= Aim of the exercise =
Please copy all of the records exactly, leaving nothing out.

= Excerpted records =
· · · · · · ·

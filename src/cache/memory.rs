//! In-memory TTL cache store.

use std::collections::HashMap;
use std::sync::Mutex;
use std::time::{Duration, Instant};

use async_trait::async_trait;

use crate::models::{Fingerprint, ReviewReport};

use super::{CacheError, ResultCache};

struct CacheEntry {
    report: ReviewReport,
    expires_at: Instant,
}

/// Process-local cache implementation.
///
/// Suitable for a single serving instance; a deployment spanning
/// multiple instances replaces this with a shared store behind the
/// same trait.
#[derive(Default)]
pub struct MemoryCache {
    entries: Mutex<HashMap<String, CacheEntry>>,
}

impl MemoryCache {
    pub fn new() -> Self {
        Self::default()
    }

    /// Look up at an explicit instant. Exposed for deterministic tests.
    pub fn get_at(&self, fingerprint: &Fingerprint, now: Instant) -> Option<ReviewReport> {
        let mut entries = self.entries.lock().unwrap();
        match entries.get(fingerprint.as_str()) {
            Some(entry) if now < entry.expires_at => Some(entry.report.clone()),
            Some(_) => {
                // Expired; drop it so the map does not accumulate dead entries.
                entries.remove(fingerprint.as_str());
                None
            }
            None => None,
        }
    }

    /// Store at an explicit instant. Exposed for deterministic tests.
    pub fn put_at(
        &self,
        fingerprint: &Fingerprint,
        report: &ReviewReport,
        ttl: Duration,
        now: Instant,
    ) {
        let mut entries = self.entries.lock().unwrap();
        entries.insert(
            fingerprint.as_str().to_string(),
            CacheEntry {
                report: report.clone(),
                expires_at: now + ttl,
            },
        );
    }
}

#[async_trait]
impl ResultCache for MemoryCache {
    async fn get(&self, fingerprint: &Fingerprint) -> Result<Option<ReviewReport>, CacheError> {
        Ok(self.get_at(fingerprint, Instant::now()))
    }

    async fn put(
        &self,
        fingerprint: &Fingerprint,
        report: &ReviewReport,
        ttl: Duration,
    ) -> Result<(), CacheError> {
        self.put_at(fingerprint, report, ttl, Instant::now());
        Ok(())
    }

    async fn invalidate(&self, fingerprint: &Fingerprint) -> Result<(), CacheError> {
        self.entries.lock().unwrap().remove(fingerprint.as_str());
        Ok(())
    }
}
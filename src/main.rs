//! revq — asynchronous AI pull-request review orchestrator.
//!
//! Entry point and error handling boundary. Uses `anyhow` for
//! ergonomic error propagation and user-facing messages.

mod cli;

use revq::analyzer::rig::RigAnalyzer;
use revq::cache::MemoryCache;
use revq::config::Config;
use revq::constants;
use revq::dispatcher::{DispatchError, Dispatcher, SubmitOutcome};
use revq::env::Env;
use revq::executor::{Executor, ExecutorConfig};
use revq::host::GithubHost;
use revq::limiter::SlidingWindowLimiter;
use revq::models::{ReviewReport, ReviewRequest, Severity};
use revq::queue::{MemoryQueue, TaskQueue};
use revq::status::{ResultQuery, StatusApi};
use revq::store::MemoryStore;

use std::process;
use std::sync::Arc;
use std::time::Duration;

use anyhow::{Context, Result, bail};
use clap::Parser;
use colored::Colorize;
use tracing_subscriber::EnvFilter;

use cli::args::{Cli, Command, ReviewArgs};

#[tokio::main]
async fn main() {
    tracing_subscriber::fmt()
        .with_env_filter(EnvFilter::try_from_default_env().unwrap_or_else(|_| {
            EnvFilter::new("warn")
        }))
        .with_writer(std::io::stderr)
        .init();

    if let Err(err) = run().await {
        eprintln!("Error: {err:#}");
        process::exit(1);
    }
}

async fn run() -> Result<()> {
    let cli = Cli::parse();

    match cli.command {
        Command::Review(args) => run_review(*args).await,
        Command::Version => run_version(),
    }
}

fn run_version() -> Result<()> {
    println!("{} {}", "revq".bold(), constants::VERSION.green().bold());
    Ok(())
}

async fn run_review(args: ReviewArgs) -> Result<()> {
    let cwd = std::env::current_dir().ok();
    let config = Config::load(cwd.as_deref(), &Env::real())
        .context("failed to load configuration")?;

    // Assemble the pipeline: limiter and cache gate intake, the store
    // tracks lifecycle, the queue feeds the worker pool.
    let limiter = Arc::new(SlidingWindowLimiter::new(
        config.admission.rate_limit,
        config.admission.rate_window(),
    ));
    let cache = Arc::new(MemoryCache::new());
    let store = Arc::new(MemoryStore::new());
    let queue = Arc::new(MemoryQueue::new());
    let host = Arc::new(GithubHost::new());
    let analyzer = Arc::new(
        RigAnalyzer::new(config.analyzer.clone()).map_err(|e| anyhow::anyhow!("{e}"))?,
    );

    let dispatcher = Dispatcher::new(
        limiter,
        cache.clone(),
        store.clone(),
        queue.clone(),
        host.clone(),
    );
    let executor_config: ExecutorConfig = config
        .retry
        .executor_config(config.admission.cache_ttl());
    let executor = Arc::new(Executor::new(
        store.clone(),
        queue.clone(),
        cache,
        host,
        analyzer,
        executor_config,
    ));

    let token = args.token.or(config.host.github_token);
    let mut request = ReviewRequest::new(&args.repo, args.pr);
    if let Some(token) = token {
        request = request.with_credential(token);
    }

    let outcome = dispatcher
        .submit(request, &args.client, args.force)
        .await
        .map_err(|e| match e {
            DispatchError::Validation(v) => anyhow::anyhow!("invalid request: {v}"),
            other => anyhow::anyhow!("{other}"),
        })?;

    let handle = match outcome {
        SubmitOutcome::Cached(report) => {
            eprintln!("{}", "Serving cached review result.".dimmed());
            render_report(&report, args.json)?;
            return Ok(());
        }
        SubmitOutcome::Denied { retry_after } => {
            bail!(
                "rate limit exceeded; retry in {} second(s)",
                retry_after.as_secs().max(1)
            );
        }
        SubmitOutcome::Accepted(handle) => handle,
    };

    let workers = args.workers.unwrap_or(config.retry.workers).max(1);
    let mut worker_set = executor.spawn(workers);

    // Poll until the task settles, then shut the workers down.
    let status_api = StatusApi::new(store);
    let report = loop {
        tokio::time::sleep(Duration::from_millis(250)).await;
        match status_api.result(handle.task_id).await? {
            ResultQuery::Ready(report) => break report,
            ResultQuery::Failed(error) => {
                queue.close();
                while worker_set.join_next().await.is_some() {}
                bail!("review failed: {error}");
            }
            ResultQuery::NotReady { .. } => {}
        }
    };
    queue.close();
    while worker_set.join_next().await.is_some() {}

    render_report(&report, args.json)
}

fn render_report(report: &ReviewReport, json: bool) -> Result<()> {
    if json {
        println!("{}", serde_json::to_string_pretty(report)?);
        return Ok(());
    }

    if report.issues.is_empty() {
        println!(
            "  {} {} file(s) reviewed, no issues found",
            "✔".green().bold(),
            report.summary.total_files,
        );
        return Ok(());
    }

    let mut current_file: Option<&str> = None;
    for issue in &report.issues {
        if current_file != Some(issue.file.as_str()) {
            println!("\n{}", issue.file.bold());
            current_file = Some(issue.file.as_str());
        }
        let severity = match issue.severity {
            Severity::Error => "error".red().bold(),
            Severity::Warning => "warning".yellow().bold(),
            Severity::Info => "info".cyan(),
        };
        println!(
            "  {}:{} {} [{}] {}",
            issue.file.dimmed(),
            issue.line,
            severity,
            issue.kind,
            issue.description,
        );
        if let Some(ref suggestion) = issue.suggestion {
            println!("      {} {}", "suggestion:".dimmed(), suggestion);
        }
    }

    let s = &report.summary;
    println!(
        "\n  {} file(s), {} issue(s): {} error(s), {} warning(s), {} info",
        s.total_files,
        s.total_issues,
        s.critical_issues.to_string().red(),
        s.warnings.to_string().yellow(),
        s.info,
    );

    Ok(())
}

· · · · · · ·

= Written reply =
filename src/cache/memory.rs
//! In-memory TTL cache store.

use std::collections::HashMap;
use std::sync::Mutex;
use std::time::{Duration, Instant};

use async_trait::async_trait;

use crate::models::{Fingerprint, ReviewReport};

use super::{CacheError, ResultCache};

struct CacheEntry {
    report: ReviewReport,
    expires_at: Instant,
}

/// Process-local cache implementation.
///
/// Suitable for a single serving instance; a deployment spanning
/// multiple instances replaces this with a shared store behind the
/// same trait.
#[derive(Default)]
pub struct MemoryCache {
    entries: Mutex<HashMap<String, CacheEntry>>,
}

impl MemoryCache {
    pub fn new() -> Self {
        Self::default()
    }

    /// Look up at an explicit instant. Exposed for deterministic tests.
    pub fn get_at(&self, fingerprint: &Fingerprint, now: Instant) -> Option<ReviewReport> {
        let mut entries = self.entries.lock().unwrap();
        match entries.get(fingerprint.as_str()) {
            Some(entry) if now < entry.expires_at => Some(entry.report.clone()),
            Some(_) => {
                // Expired; drop it so the map does not accumulate dead entries.
                entries.remove(fingerprint.as_str());
                None
            }
            None => None,
        }
    }

    /// Store at an explicit instant. Exposed for deterministic tests.
    pub fn put_at(
        &self,
        fingerprint: &Fingerprint,
        report: &ReviewReport,
        ttl: Duration,
        now: Instant,
    ) {
        let mut entries = self.entries.lock().unwrap();
        entries.insert(
            fingerprint.as_str().to_string(),
            CacheEntry {
                report: report.clone(),
                expires_at: now + ttl,
            },
        );
    }
}

#[async_trait]
impl ResultCache for MemoryCache {
    async fn get(&self, fingerprint: &Fingerprint) -> Result<Option<ReviewReport>, CacheError> {
        Ok(self.get_at(fingerprint, Instant::now()))
    }

    async fn put(
        &self,
        fingerprint: &Fingerprint,
        report: &ReviewReport,
        ttl: Duration,
    ) -> Result<(), CacheError> {
        self.put_at(fingerprint, report, ttl, Instant::now());
        Ok(())
    }

    async fn invalidate(&self, fingerprint: &Fingerprint) -> Result<(), CacheError> {
        self.entries.lock().unwrap().remove(fingerprint.as_str());
        Ok(())
    }
}
filename src/main.rs
//! revq — asynchronous AI pull-request review orchestrator.
//!
//! Entry point and error handling boundary. Uses `anyhow` for
//! ergonomic error propagation and user-facing messages.

mod cli;

use revq::analyzer::rig::RigAnalyzer;
use revq::cache::MemoryCache;
use revq::config::Config;
use revq::constants;
use revq::dispatcher::{DispatchError, Dispatcher, SubmitOutcome};
use revq::env::Env;
use revq::executor::{Executor, ExecutorConfig};
use revq::host::GithubHost;
use revq::limiter::SlidingWindowLimiter;
use revq::models::{ReviewReport, ReviewRequest, Severity};
use revq::queue::{MemoryQueue, TaskQueue};
use revq::status::{ResultQuery, StatusApi};
use revq::store::MemoryStore;

use std::process;
use std::sync::Arc;
use std::time::Duration;

use anyhow::{Context, Result, bail};
use clap::Parser;
use colored::Colorize;
use tracing_subscriber::EnvFilter;

use cli::args::{Cli, Command, ReviewArgs};

#[tokio::main]
async fn main() {
    tracing_subscriber::fmt()
        .with_env_filter(EnvFilter::try_from_default_env().unwrap_or_else(|_| {
            EnvFilter::new("warn")
        }))
        .with_writer(std::io::stderr)
        .init();

    if let Err(err) = run().await {
        eprintln!("Error: {err:#}");
        process::exit(1);
    }
}

async fn run() -> Result<()> {
    let cli = Cli::parse();

    match cli.command {
        Command::Review(args) => run_review(*args).await,
        Command::Version => run_version(),
    }
}

fn run_version() -> Result<()> {
    println!("{} {}", "revq".bold(), constants::VERSION.green().bold());
    Ok(())
}

async fn run_review(args: ReviewArgs) -> Result<()> {
    let cwd = std::env::current_dir().ok();
    let config = Config::load(cwd.as_deref(), &Env::real())
        .context("failed to load configuration")?;

    // Assemble the pipeline: limiter and cache gate intake, the store
    // tracks lifecycle, the queue feeds the worker pool.
    let limiter = Arc::new(SlidingWindowLimiter::new(
        config.admission.rate_limit,
        config.admission.rate_window(),
    ));
    let cache = Arc::new(MemoryCache::new());
    let store = Arc::new(MemoryStore::new());
    let queue = Arc::new(MemoryQueue::new());
    let host = Arc::new(GithubHost::new());
    let analyzer = Arc::new(
        RigAnalyzer::new(config.analyzer.clone()).map_err(|e| anyhow::anyhow!("{e}"))?,
    );

    let dispatcher = Dispatcher::new(
        limiter,
        cache.clone(),
        store.clone(),
        queue.clone(),
        host.clone(),
    );
    let executor_config: ExecutorConfig = config
        .retry
        .executor_config(config.admission.cache_ttl());
    let executor = Arc::new(Executor::new(
        store.clone(),
        queue.clone(),
        cache,
        host,
        analyzer,
        executor_config,
    ));

    let token = args.token.or(config.host.github_token);
    let mut request = ReviewRequest::new(&args.repo, args.pr);
    if let Some(token) = token {
        request = request.with_credential(token);
    }

    let outcome = dispatcher
        .submit(request, &args.client, args.force)
        .await
        .map_err(|e| match e {
            DispatchError::Validation(v) => anyhow::anyhow!("invalid request: {v}"),
            other => anyhow::anyhow!("{other}"),
        })?;

    let handle = match outcome {
        SubmitOutcome::Cached(report) => {
            eprintln!("{}", "Serving cached review result.".dimmed());
            render_report(&report, args.json)?;
            return Ok(());
        }
        SubmitOutcome::Denied { retry_after } => {
            bail!(
                "rate limit exceeded; retry in {} second(s)",
                retry_after.as_secs().max(1)
            );
        }
        SubmitOutcome::Accepted(handle) => handle,
    };

    let workers = args.workers.unwrap_or(config.retry.workers).max(1);
    let mut worker_set = executor.spawn(workers);

    // Poll until the task settles, then shut the workers down.
    let status_api = StatusApi::new(store);
    let report = loop {
        tokio::time::sleep(Duration::from_millis(250)).await;
        match status_api.result(handle.task_id).await? {
            ResultQuery::Ready(report) => break report,
            ResultQuery::Failed(error) => {
                queue.close();
                while worker_set.join_next().await.is_some() {}
                bail!("review failed: {error}");
            }
            ResultQuery::NotReady { .. } => {}
        }
    };
    queue.close();
    while worker_set.join_next().await.is_some() {}

    render_report(&report, args.json)
}

fn render_report(report: &ReviewReport, json: bool) -> Result<()> {
    if json {
        println!("{}", serde_json::to_string_pretty(report)?);
        return Ok(());
    }

    if report.issues.is_empty() {
        println!(
            "  {} {} file(s) reviewed, no issues found",
            "✔".green().bold(),
            report.summary.total_files,
        );
        return Ok(());
    }

    let mut current_file: Option<&str> = None;
    for issue in &report.issues {
        if current_file != Some(issue.file.as_str()) {
            println!("\n{}", issue.file.bold());
            current_file = Some(issue.file.as_str());
        }
        let severity = match issue.severity {
            Severity::Error => "error".red().bold(),
            Severity::Warning => "warning".yellow().bold(),
            Severity::Info => "info".cyan(),
        };
        println!(
            "  {}:{} {} [{}] {}",
            issue.file.dimmed(),
            issue.line,
            severity,
            issue.kind,
            issue.description,
        );
        if let Some(ref suggestion) = issue.suggestion {
            println!("      {} {}", "suggestion:".dimmed(), suggestion);
        }
    }

    let s = &report.summary;
    println!(
        "\n  {} file(s), {} issue(s): {} error(s), {} warning(s), {} info",
        s.total_files,
        s.total_issues,
        s.critical_issues.to_string().red(),
        s.warnings.to_string().yellow(),
        s.info,
    );

    Ok(())
}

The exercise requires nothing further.